Podcast
Working at a Growing Audio Startup w/ Bruce Dawson (Output) | Ep 02
Bruce Dawson shares his journey from CalArts graduate to lead software engineer at Output, building professional audio plugins and teaching the next generation of developers.

Bruce Dawson, software engineer at Output, discusses his remarkable journey into audio programming on The Audio Programmer podcast. After earning his master's in music technology from CalArts in 2015, Bruce was hired as Output's first C++ developer just one week after graduation. He immediately dove into building Movement, a rhythm-based effects plugin, working solo for six months around the clock. This baptism by fire taught him the vast difference between academic plugin development and professional production software, which involves complex signal chains, sophisticated UIs, preset management, authorization systems, and features far beyond typical university coursework.

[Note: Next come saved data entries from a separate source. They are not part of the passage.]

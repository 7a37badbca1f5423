//! Grid and placement types for the crossword placement engine.

use serde::{Deserialize, Serialize};

/// Orientation of a placed word. No diagonal placements exist.
#[derive(Debug, Clone, Copy, PartialEq, Eq, Serialize, Deserialize)]
#[serde(rename_all = "lowercase")]
pub enum Direction {
    Horizontal,
    Vertical,
}

/// A fixed-size square letter grid.
///
/// Each cell holds either an uppercase letter or nothing. The grid is created
/// once per generation call and never resized; only the placement engine
/// writes into it.
#[derive(Debug, Clone, PartialEq, Eq)]
pub struct Grid {
    size: usize,
    cells: Vec<Vec<Option<char>>>,
}

impl Grid {
    pub fn new(size: usize) -> Self {
        Self {
            size,
            cells: vec![vec![None; size]; size],
        }
    }

    pub fn size(&self) -> usize {
        self.size
    }

    /// The letter at `(row, col)`, or `None` for an empty cell.
    /// Out-of-range coordinates read as empty.
    pub fn get(&self, row: usize, col: usize) -> Option<char> {
        self.cells.get(row).and_then(|r| r.get(col)).copied().flatten()
    }

    pub fn set(&mut self, row: usize, col: usize, letter: char) {
        if row < self.size && col < self.size {
            self.cells[row][col] = Some(letter);
        }
    }

    /// Row-major view of the cells, in the wire shape (letter-or-null).
    pub fn cells(&self) -> &[Vec<Option<char>>] {
        &self.cells
    }
}

/// An accepted assignment of a word to a starting cell and orientation.
/// Immutable once committed.
#[derive(Debug, Clone, PartialEq, Eq, Serialize, Deserialize)]
pub struct WordPlacement {
    pub word: String,
    pub start_row: usize,
    pub start_col: usize,
    pub direction: Direction,
}

impl WordPlacement {
    /// The grid coordinates this placement occupies, in word order.
    pub fn cells(&self) -> impl Iterator<Item = (usize, usize)> + '_ {
        let (row, col, dir) = (self.start_row, self.start_col, self.direction);
        (0..self.word.len()).map(move |i| match dir {
            Direction::Horizontal => (row, col + i),
            Direction::Vertical => (row + i, col),
        })
    }
}

/// The outcome of one generation call: the filled grid plus every placement
/// that was committed, in commit order. Words that could not be connected are
/// simply absent.
#[derive(Debug, Clone, PartialEq)]
pub struct CrosswordResult {
    pub grid: Grid,
    pub width: usize,
    pub height: usize,
    pub placements: Vec<WordPlacement>,
}
mod clues;
mod config;
mod errors;
mod llm_client;
mod puzzle;
mod routes;
mod state;
mod words;

use std::net::SocketAddr;
use std::sync::Arc;

use anyhow::Result;
use chrono::Duration;
use tower::ServiceBuilder;
use tower_http::{cors::CorsLayer, trace::TraceLayer};
use tracing::{info, warn};
use tracing_subscriber::{layer::SubscriberExt, util::SubscriberInitExt, EnvFilter};

use crate::clues::{ClueStore, InMemoryClueStore, RedisClueStore};
use crate::config::{ClueStoreBackend, Config};
use crate::llm_client::LlmClient;
use crate::routes::build_router;
use crate::state::AppState;

#[tokio::main]
async fn main() -> Result<()> {
    // Load configuration first (fails fast on malformed env vars)
    let config = Config::from_env()?;

    // Initialize structured logging
    tracing_subscriber::registry()
        .with(EnvFilter::try_from_default_env().unwrap_or_else(|_| {
            EnvFilter::new(format!("{}={}", env!("CARGO_PKG_NAME"), &config.rust_log))
        }))
        .with(tracing_subscriber::fmt::layer())
        .init();

    info!("Starting Lexigrid API v{}", env!("CARGO_PKG_VERSION"));

    // Initialize the clue store (in-memory by default — swap via CLUE_STORE)
    let ttl = Duration::minutes(config.clue_ttl_minutes);
    let clue_store: Arc<dyn ClueStore> = match &config.clue_store {
        ClueStoreBackend::Memory => {
            info!("Clue store: in-memory (ttl: {}m)", config.clue_ttl_minutes);
            Arc::new(InMemoryClueStore::new(ttl))
        }
        ClueStoreBackend::Redis(url) => {
            let client = redis::Client::open(url.as_str())?;
            info!("Clue store: redis (ttl: {}m)", config.clue_ttl_minutes);
            Arc::new(RedisClueStore::new(client, ttl))
        }
    };

    // Initialize the LLM client when a key is configured; the word source
    // runs purely offline otherwise.
    let llm = config.anthropic_api_key.clone().map(LlmClient::new);
    match &llm {
        Some(_) => info!("LLM client initialized (model: {})", llm_client::MODEL),
        None => warn!("ANTHROPIC_API_KEY not set; topic word lists will use offline sets"),
    }

    // Build app state
    let state = AppState {
        llm,
        clue_store,
        config: config.clone(),
    };

    // Build router
    let app = build_router(state).layer(
        ServiceBuilder::new()
            .layer(TraceLayer::new_for_http())
            .layer(CorsLayer::permissive()), // TODO: tighten CORS in production
    );

    let addr: SocketAddr = format!("0.0.0.0:{}", config.port).parse()?;
    info!("Listening on {addr}");

    let listener = tokio::net::TcpListener::bind(addr).await?;
    axum::serve(listener, app).await?;

    Ok(())
}
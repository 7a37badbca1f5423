//! Input sanitation for puzzle requests. Everything here runs before the
//! placement engine; the engine itself trusts its input.

use crate::puzzle::engine::DEFAULT_GRID_SIZE;

/// A puzzle needs at least this many words to be worth attempting.
pub const MIN_PUZZLE_WORDS: usize = 2;

/// Shortest word that can cross anything.
pub const MIN_WORD_LEN: usize = 2;

/// Upper bound on the requested grid dimension. Anything larger is a typo or
/// an abuse attempt, not a crossword.
pub const MAX_GRID_SIZE: usize = 50;

/// Cleans a raw word list: trims, uppercases, and rejects anything that is
/// not purely alphabetic or is too short. Returns the cleaned list or a
/// caller-facing message naming the offending word.
pub fn sanitize_word_list(raw: &[String]) -> Result<Vec<String>, String> {
    if raw.len() < MIN_PUZZLE_WORDS {
        return Err(format!("Please provide at least {MIN_PUZZLE_WORDS} words"));
    }

    let mut cleaned = Vec::with_capacity(raw.len());
    for word in raw {
        let trimmed = word.trim();
        if trimmed.is_empty() || !trimmed.chars().all(|c| c.is_ascii_alphabetic()) {
            return Err(format!(
                "Word '{word}' contains invalid characters. Only letters allowed."
            ));
        }
        if trimmed.len() < MIN_WORD_LEN {
            return Err(format!(
                "Word '{word}' is too short. Minimum {MIN_WORD_LEN} letters required."
            ));
        }
        cleaned.push(trimmed.to_ascii_uppercase());
    }
    Ok(cleaned)
}

/// Resolves the requested grid size against the default and the sanity cap.
pub fn resolve_grid_size(requested: Option<usize>) -> Result<usize, String> {
    match requested {
        None => Ok(DEFAULT_GRID_SIZE),
        Some(0) => Err("grid_size must be positive".to_string()),
        Some(size) if size > MAX_GRID_SIZE => {
            Err(format!("grid_size must be at most {MAX_GRID_SIZE}"))
        }
        Some(size) => Ok(size),
    }
}
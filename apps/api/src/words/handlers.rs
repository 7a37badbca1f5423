use std::collections::HashMap;

use axum::{extract::State, Json};
use serde::{Deserialize, Serialize};
use tracing::info;

use crate::errors::AppError;
use crate::state::AppState;
use crate::words::{word_list_for_topic, WordListSource};

#[derive(Deserialize)]
pub struct TopicRequest {
    pub topic: String,
}

#[derive(Serialize)]
pub struct TopicWordsResponse {
    pub topic: String,
    pub words: Vec<String>,
    pub clues: HashMap<String, String>,
    pub source: WordListSource,
}

/// POST /api/v1/topics/words
pub async fn handle_topic_words(
    State(state): State<AppState>,
    Json(req): Json<TopicRequest>,
) -> Result<Json<TopicWordsResponse>, AppError> {
    let topic = req.topic.trim().to_string();
    if topic.is_empty() {
        return Err(AppError::Validation("Please provide a topic".to_string()));
    }

    let list = word_list_for_topic(state.llm.as_ref(), &topic).await;
    info!(
        topic = %topic,
        words = list.words.len(),
        source = ?list.source,
        "generated topic word list"
    );

    Ok(Json(TopicWordsResponse {
        topic,
        words: list.words,
        clues: list.clues,
        source: list.source,
    }))
}
//! Clue storage — an opaque word → clue association keyed by puzzle id.
//!
//! Sessions are write-once: a puzzle's clues are stored when the puzzle is
//! generated and only read afterwards. Every backend applies the configured
//! TTL so abandoned puzzles do not accumulate for the life of the process.
//! The in-memory store is the default; set `CLUE_STORE=redis` to swap in the
//! Redis backend.

use std::collections::HashMap;
use std::sync::Mutex;

use async_trait::async_trait;
use chrono::{DateTime, Duration, Utc};
use thiserror::Error;
use uuid::Uuid;

#[derive(Debug, Error)]
pub enum ClueStoreError {
    #[error("no clues stored for puzzle {0}")]
    NotFound(Uuid),

    #[error("clues already stored for puzzle {0}")]
    AlreadyStored(Uuid),

    #[error("clue store backend error: {0}")]
    Backend(String),
}

/// The storage contract. `put` is write-once per puzzle id; `get` surfaces a
/// missing or expired entry as `NotFound`, which callers map to a distinct
/// HTTP condition.
#[async_trait]
pub trait ClueStore: Send + Sync {
    async fn put(
        &self,
        puzzle_id: Uuid,
        clues: HashMap<String, String>,
    ) -> Result<(), ClueStoreError>;

    async fn get(&self, puzzle_id: Uuid) -> Result<HashMap<String, String>, ClueStoreError>;
}

// ────────────────────────────────────────────────────────────────────────────
// In-memory backend (default)
// ────────────────────────────────────────────────────────────────────────────

struct StoredClues {
    clues: HashMap<String, String>,
    stored_at: DateTime<Utc>,
}

/// Process-local store with explicit TTL. Expired entries are treated as
/// absent and evicted opportunistically whenever the store is touched, so the
/// map's size stays bounded by the live session count.
pub struct InMemoryClueStore {
    entries: Mutex<HashMap<Uuid, StoredClues>>,
    ttl: Duration,
}

impl InMemoryClueStore {
    pub fn new(ttl: Duration) -> Self {
        Self {
            entries: Mutex::new(HashMap::new()),
            ttl,
        }
    }

    fn is_expired(&self, entry: &StoredClues, now: DateTime<Utc>) -> bool {
        now - entry.stored_at >= self.ttl
    }
}

#[async_trait]
impl ClueStore for InMemoryClueStore {
    async fn put(
        &self,
        puzzle_id: Uuid,
        clues: HashMap<String, String>,
    ) -> Result<(), ClueStoreError> {
        let now = Utc::now();
        let mut entries = self
            .entries
            .lock()
            .map_err(|_| ClueStoreError::Backend("clue store mutex poisoned".to_string()))?;

        entries.retain(|_, entry| now - entry.stored_at < self.ttl);

        if entries.contains_key(&puzzle_id) {
            return Err(ClueStoreError::AlreadyStored(puzzle_id));
        }
        entries.insert(
            puzzle_id,
            StoredClues {
                clues,
                stored_at: now,
            },
        );
        Ok(())
    }

    async fn get(&self, puzzle_id: Uuid) -> Result<HashMap<String, String>, ClueStoreError> {
        let now = Utc::now();
        let mut entries = self
            .entries
            .lock()
            .map_err(|_| ClueStoreError::Backend("clue store mutex poisoned".to_string()))?;

        match entries.get(&puzzle_id) {
            Some(entry) if self.is_expired(entry, now) => {
                entries.remove(&puzzle_id);
                Err(ClueStoreError::NotFound(puzzle_id))
            }
            Some(entry) => Ok(entry.clues.clone()),
            None => Err(ClueStoreError::NotFound(puzzle_id)),
        }
    }
}

// ────────────────────────────────────────────────────────────────────────────
// Redis backend
// ────────────────────────────────────────────────────────────────────────────

/// Redis-backed store for multi-process deployments. The TTL rides on the key
/// (`SET NX EX`), so expiry needs no sweeper, and `NX` enforces write-once at
/// the backend rather than in application code.
pub struct RedisClueStore {
    client: redis::Client,
    ttl_seconds: u64,
}

impl RedisClueStore {
    pub fn new(client: redis::Client, ttl: Duration) -> Self {
        Self {
            client,
            ttl_seconds: ttl.num_seconds().max(1) as u64,
        }
    }

    fn key(puzzle_id: Uuid) -> String {
        format!("clues:{puzzle_id}")
    }

    async fn connection(&self) -> Result<redis::aio::MultiplexedConnection, ClueStoreError> {
        self.client
            .get_multiplexed_async_connection()
            .await
            .map_err(|e| ClueStoreError::Backend(e.to_string()))
    }
}

#[async_trait]
impl ClueStore for RedisClueStore {
    async fn put(
        &self,
        puzzle_id: Uuid,
        clues: HashMap<String, String>,
    ) -> Result<(), ClueStoreError> {
        let payload =
            serde_json::to_string(&clues).map_err(|e| ClueStoreError::Backend(e.to_string()))?;
        let mut conn = self.connection().await?;

        let stored: Option<String> = redis::cmd("SET")
            .arg(Self::key(puzzle_id))
            .arg(payload)
            .arg("NX")
            .arg("EX")
            .arg(self.ttl_seconds)
            .query_async(&mut conn)
            .await
            .map_err(|e| ClueStoreError::Backend(e.to_string()))?;

        match stored {
            Some(_) => Ok(()),
            None => Err(ClueStoreError::AlreadyStored(puzzle_id)),
        }
    }

    async fn get(&self, puzzle_id: Uuid) -> Result<HashMap<String, String>, ClueStoreError> {
        let mut conn = self.connection().await?;

        let payload: Option<String> = redis::cmd("GET")
            .arg(Self::key(puzzle_id))
            .query_async(&mut conn)
            .await
            .map_err(|e| ClueStoreError::Backend(e.to_string()))?;

        let payload = payload.ok_or(ClueStoreError::NotFound(puzzle_id))?;
        serde_json::from_str(&payload).map_err(|e| ClueStoreError::Backend(e.to_string()))
    }
}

Bruce emphasizes the importance of thorough planning before coding and designing systems with separation of concerns, where each component handles one specific responsibility. At Output, he helped develop their in-house framework Atlas built on top of JUCE and contributed to Arcade, their innovative subscription-based instrument with constantly released content created entirely in-house. The company prioritizes attention to detail across all aspects, from sound design to UI aesthetics, creating a culture where developers, sound designers, and marketers all push creative boundaries together.
Beyond his work at Output, Bruce co-created a comprehensive Cadenza course with Jake on JUCE plugin development, offering both free foundational content and advanced paid instruction. He advises aspiring audio programmers to focus on being teachable rather than trying to know everything, emphasizes the value of clean, readable code over trendy language features, and encourages developers to leverage online resources like music-dsp.org and open-source GitHub repositories. His story demonstrates that with determination, mentorship, and community support, breaking into professional audio programming is achievable even straight out of school.